___ DATA FOR THIS TASK

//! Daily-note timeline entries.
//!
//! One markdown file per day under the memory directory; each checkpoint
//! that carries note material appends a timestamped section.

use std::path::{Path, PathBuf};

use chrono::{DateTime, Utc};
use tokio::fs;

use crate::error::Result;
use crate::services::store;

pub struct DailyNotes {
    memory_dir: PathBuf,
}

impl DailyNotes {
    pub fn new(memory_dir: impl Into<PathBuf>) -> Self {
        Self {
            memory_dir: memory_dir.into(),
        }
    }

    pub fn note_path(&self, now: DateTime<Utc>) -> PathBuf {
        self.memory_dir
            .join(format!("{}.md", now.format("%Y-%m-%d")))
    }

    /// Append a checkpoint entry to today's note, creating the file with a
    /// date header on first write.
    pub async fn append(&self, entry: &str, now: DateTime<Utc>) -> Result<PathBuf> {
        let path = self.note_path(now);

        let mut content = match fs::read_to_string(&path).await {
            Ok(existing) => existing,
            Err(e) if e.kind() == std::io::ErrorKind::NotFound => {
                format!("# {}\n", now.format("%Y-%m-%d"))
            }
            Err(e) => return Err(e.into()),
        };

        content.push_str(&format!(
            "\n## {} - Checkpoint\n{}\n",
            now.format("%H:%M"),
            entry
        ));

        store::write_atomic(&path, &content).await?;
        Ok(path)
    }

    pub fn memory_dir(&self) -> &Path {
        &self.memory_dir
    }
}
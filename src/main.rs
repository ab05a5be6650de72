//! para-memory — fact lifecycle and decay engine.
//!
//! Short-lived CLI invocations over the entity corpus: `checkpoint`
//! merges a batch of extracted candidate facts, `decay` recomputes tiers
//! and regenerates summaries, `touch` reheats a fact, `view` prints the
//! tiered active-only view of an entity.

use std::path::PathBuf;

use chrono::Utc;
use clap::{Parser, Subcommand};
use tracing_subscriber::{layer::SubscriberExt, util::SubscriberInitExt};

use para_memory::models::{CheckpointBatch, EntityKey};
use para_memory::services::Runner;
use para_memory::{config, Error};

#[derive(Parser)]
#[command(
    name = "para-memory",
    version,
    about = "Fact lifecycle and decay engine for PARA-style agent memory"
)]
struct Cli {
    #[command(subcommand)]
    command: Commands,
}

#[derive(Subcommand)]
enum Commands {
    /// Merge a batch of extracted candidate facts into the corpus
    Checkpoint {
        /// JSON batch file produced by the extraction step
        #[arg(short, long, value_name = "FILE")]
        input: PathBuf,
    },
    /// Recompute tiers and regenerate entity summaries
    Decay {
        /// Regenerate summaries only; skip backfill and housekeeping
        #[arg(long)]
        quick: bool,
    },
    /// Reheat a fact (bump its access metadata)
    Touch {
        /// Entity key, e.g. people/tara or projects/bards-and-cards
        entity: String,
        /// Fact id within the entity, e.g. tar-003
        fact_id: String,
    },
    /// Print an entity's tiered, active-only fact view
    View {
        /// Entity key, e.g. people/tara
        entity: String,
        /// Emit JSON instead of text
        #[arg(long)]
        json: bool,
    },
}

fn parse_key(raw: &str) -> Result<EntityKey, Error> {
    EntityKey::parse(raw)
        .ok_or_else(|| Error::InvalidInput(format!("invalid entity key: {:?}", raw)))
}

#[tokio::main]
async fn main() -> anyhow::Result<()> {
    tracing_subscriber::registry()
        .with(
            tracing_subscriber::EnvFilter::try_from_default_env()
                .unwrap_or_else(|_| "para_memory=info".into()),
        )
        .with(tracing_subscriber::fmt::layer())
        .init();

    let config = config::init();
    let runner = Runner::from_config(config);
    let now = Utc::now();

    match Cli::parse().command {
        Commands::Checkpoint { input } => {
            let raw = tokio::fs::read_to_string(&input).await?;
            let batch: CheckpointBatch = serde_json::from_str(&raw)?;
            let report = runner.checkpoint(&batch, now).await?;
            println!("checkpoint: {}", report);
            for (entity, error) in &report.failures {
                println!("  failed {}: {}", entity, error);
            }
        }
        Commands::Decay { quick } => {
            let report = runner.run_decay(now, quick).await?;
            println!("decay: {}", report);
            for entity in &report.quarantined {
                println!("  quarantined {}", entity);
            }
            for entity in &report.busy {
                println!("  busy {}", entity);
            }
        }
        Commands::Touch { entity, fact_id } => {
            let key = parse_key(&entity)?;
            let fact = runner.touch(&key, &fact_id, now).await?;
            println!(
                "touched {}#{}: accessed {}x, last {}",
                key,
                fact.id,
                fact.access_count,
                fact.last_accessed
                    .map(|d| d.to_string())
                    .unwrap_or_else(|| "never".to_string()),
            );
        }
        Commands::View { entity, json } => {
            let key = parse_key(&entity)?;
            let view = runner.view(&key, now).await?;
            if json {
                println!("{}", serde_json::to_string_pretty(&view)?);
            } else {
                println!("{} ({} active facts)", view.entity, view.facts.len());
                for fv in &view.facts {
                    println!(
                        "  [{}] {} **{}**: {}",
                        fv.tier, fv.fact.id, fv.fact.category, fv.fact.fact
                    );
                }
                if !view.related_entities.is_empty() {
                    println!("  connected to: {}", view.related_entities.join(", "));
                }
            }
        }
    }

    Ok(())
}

______

◆ ASSIGNMENT ◆
Print exactly the line containing "fv.tier, fv.fact.id, fv.fact.category, fv.fact.fact" and every line after it through the end of the records above, and nothing else.

◆ SOLUTION ◆
                        fv.tier, fv.fact.id, fv.fact.category, fv.fact.fact
                    );
                }
                if !view.related_entities.is_empty() {
                    println!("  connected to: {}", view.related_entities.join(", "));
                }
            }
        }
    }

    Ok(())
}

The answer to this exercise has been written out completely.